Valentin shifted to look over at Emily. “Your turn. What’ve you got for me?”
Emily smiled, also listening for the rain. “No,” she whispered, “you’re the storyteller of this particular family unit.”
“And I cry bullshit. You’ve got more ghosts in chains than Dickens. Tell me one.”
Still smiling, eyes closed, she continued to snuggle up to her man. “When I was in high school, I, like every other high schooler that actually had to work and not suck on the teat of their trust fund, had the typical shitty after-school job. This one particular time, I was working at the mall food court – a slave to the wage – when rumor had it that the world was going to end.”
“Did it?” He had to ask.
“The world coming to an end? No, babe. That will happen as soon as you publish your book.”
“If you weren’t so good in bed you’d be walking home for that comment.”
“I can leave now,” she teased.
“No, no. Sounds like rain. You should stay. At least the night.”
“So very fucking chivalrous.”
“Admit it. You love it. And me. So, the world was going to end…?”

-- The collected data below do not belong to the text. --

//! Target statement model: C#-style statement and expression forms.
//!
//! Nodes are produced fresh during lowering and never mutated after
//! emission; they carry no ids or spans. The tree is handed to the
//! pretty-printing collaborator as-is.

#[derive(Debug, Clone, PartialEq)]
pub enum Stmt {
    /// `int a = 0, b;` — `ty == None` emits `var`.
    LocalDecl {
        ty: Option<Type>,
        is_const: bool,
        declarators: Vec<Declarator>,
    },
    Expr(Expr),
    If {
        condition: Expr,
        then_body: Vec<Stmt>,
        else_body: Option<Vec<Stmt>>,
    },
    While {
        condition: Expr,
        body: Vec<Stmt>,
    },
    DoWhile {
        body: Vec<Stmt>,
        condition: Expr,
    },
    For {
        init: ForInit,
        condition: Expr,
        update: Expr,
        body: Vec<Stmt>,
    },
    Foreach {
        ty: Option<Type>,
        var: String,
        iterable: Expr,
        body: Vec<Stmt>,
    },
    Switch {
        discriminant: Expr,
        sections: Vec<SwitchSection>,
        default: Option<Vec<Stmt>>,
    },
    Break,
    Continue,
    Return(Option<Expr>),
    YieldReturn(Expr),
    YieldBreak,
    Throw(Option<Expr>),
    Try {
        body: Vec<Stmt>,
        catches: Vec<CatchClause>,
        finally: Option<Vec<Stmt>>,
    },
    Lock {
        object: Expr,
        body: Vec<Stmt>,
    },
    /// A label definition followed by an empty statement (`name: ;`).
    Labeled(String),
    Goto(String),
    /// Explicit scoping block.
    Block(Vec<Stmt>),
    /// Calling-convention-annotated extern stub; a binding contract only.
    ExternFunction(ExternFunction),
    /// Placeholder for a construct with no defined lowering; always paired
    /// with a diagnostic.
    Unsupported { note: String },
}

#[derive(Debug, Clone, PartialEq)]
pub struct Declarator {
    pub name: String,
    pub init: Option<Expr>,
}

#[derive(Debug, Clone, PartialEq)]
pub enum ForInit {
    Decl {
        ty: Option<Type>,
        var: String,
        value: Expr,
    },
    Assign {
        target: Expr,
        value: Expr,
    },
}

#[derive(Debug, Clone, PartialEq)]
pub struct SwitchSection {
    pub labels: Vec<Expr>,
    pub body: Vec<Stmt>,
}

#[derive(Debug, Clone, PartialEq)]
pub struct CatchClause {
    pub ty: Option<Type>,
    pub var: Option<String>,
    /// Native exception filter (`when (...)`).
    pub filter: Option<Expr>,
    pub body: Vec<Stmt>,
}

#[derive(Debug, Clone, PartialEq)]
pub struct ExternFunction {
    pub library: String,
    pub entry_point: Option<String>,
    pub char_set: Option<CharSet>,
    pub name: String,
    pub params: Vec<ExternParam>,
    pub return_type: Option<Type>,
}

#[derive(Debug, Clone, PartialEq)]
pub struct ExternParam {
    pub name: String,
    pub ty: Type,
    pub by_ref: bool,
}

#[derive(Debug, Clone, Copy, PartialEq, Eq)]
pub enum CharSet {
    Ansi,
    Unicode,
    Auto,
}

#[derive(Debug, Clone, PartialEq)]
pub enum Type {
    Named(String),
    Array { elem: Box<Type>, rank: u32 },
}

#[derive(Debug, Clone, PartialEq)]
pub enum Expr {
    IntLit(i64),
    FloatLit(f64),
    BoolLit(bool),
    StringLit(String),
    CharLit(char),
    Null,
    /// `default(T)`.
    Default(Type),
    Ident(String),
    Member {
        object: Box<Expr>,
        name: String,
        conditional: bool,
    },
    Index {
        object: Box<Expr>,
        args: Vec<Expr>,
    },
    Invoke {
        callee: Box<Expr>,
        args: Vec<Expr>,
    },
    New {
        ty: Type,
        args: Vec<Expr>,
    },
    /// `new T[e0, e1]` — allocation by extent.
    NewArray {
        elem: Type,
        extents: Vec<Expr>,
    },
    /// `new[] { ... }` / `new T[] { ... }` — allocation by initializer.
    NewArrayInit {
        elem: Option<Type>,
        values: Vec<Expr>,
    },
    Binary {
        op: BinOp,
        lhs: Box<Expr>,
        rhs: Box<Expr>,
    },
    Unary {
        op: UnaryOp,
        operand: Box<Expr>,
    },
    Assign {
        target: Box<Expr>,
        op: AssignOp,
        value: Box<Expr>,
    },
    /// `i++`.
    Increment(Box<Expr>),
    /// `e is T`.
    Is {
        operand: Box<Expr>,
        ty: Type,
    },
}

#[derive(Debug, Clone, Copy, PartialEq, Eq)]
pub enum BinOp {
    Add,
    Sub,
    Mul,
    Div,
    Mod,
    Eq,
    Ne,
    Lt,
    LtEq,
    Gt,
    GtEq,
    /// Short-circuit `&&`.
    AndAlso,
    /// Short-circuit `||`.
    OrElse,
    /// Non-short-circuit `&`.
    BitAnd,
    /// Non-short-circuit `|`.
    BitOr,
}

#[derive(Debug, Clone, Copy, PartialEq, Eq)]
pub enum UnaryOp {
    Neg,
    Not,
}

#[derive(Debug, Clone, Copy, PartialEq, Eq)]
pub enum AssignOp {
    Assign,
    Add,
    Sub,
    Mul,
    Div,
}

impl Expr {
    pub fn ident(name: impl Into<String>) -> Self {
        Expr::Ident(name.into())
    }

    pub fn int(value: i64) -> Self {
        Expr::IntLit(value)
    }

    /// `object.name`.
    pub fn member(object: Expr, name: impl Into<String>) -> Self {
        Expr::Member { object: Box::new(object), name: name.into(), conditional: false }
    }

    /// `Receiver.Method(args)` for well-known static helpers like
    /// `Array.Copy` and `Math.Min`.
    pub fn invoke_static(receiver: &str, method: &str, args: Vec<Expr>) -> Self {
        Expr::Invoke {
            callee: Box::new(Self::member(Self::ident(receiver), method)),
            args,
        }
    }

    pub fn invoke(callee: Expr, args: Vec<Expr>) -> Self {
        Expr::Invoke { callee: Box::new(callee), args }
    }

    pub fn binary(op: BinOp, lhs: Expr, rhs: Expr) -> Self {
        Expr::Binary { op, lhs: Box::new(lhs), rhs: Box::new(rhs) }
    }

    pub fn assign(target: Expr, value: Expr) -> Self {
        Expr::Assign {
            target: Box::new(target),
            op: AssignOp::Assign,
            value: Box::new(value),
        }
    }

    /// `target != null`.
    pub fn not_null(target: Expr) -> Self {
        Self::binary(BinOp::Ne, target, Expr::Null)
    }
}

impl Type {
    pub fn named(name: impl Into<String>) -> Self {
        Type::Named(name.into())
    }

    pub fn array(elem: Type, rank: u32) -> Self {
        Type::Array { elem: Box::new(elem), rank }
    }
}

“Yeah,” she smiled again. “This rumor even made it to the six o’clock news. Just one of those stories that somehow went viral in those early Internet days. Some mathematician or televangelist figured out a formula or cracked a code. The earth was doomed. And our teachers were all joking about it. Telling us to finish to our homework because if the world didn’t end today, it probably would when our grades were released.
“I figured that if the end was indeed nigh, I wasn’t going to spend it at work. So I totally called out sick. My manager was pissed, but I figured if the world was going to end, he wouldn’t be pissed for long.
“There was a small, wooded area not far from my house. An overgrown park really. I took my dog and just … went. I eventually took his leash off and let him sniff and mark his territory and enjoy his final moments on earth as a free and happy pooch.”
Val was now on propped up on his arm, looking down at his beautiful woman lying between, on and within the sheets. And it was definitely raining. That magic rat-a-tat sound on the window pane.
“There was this flat rock in a clearing that I had made use of before plenty of times. Great to sit on or lie on. Make out on. So I sat there and started writing poems. Just poems that teenage girls would write. I had dumped a boyfriend over the weekend, this guy that I didn’t want to give my virginity to but I still liked, so I’m sure there was a lot of angst in those writings. But basically I wanted a testament proving that I was alive. That I mattered! If this was the end of the world, then I wanted something of me to survive and exist. And these poems were the best of my expressions. The best of my world.”
“Which didn’t end.”
“Nope. Didn’t end, love. After a while I went home. Had dinner with my family. Went to bed. Went to school, and then work the next day.”
“Carpe diem?” Valentin asked, his finger gently beating out a staccato rhythm on her bare shoulder in time with the rain dripping from the gutter.
“A little perhaps. More likely teenage chemistry. But if the world was really going to end I wasn’t going to see it happen from behind the counter of some fast food joint. I want to see the end of the world on my own terms.”
“How do you see the end of the world?”
“Standing on my feet. On my terms.” Then she paused, listening to the wet splashes outside the window before asking, “How ’bout you, Val? Is this… all this… the book, the Parade… just a way to get a glimpse at the end of your world?”
“Perhaps. Or maybe the end comes to me just one dream at a time.”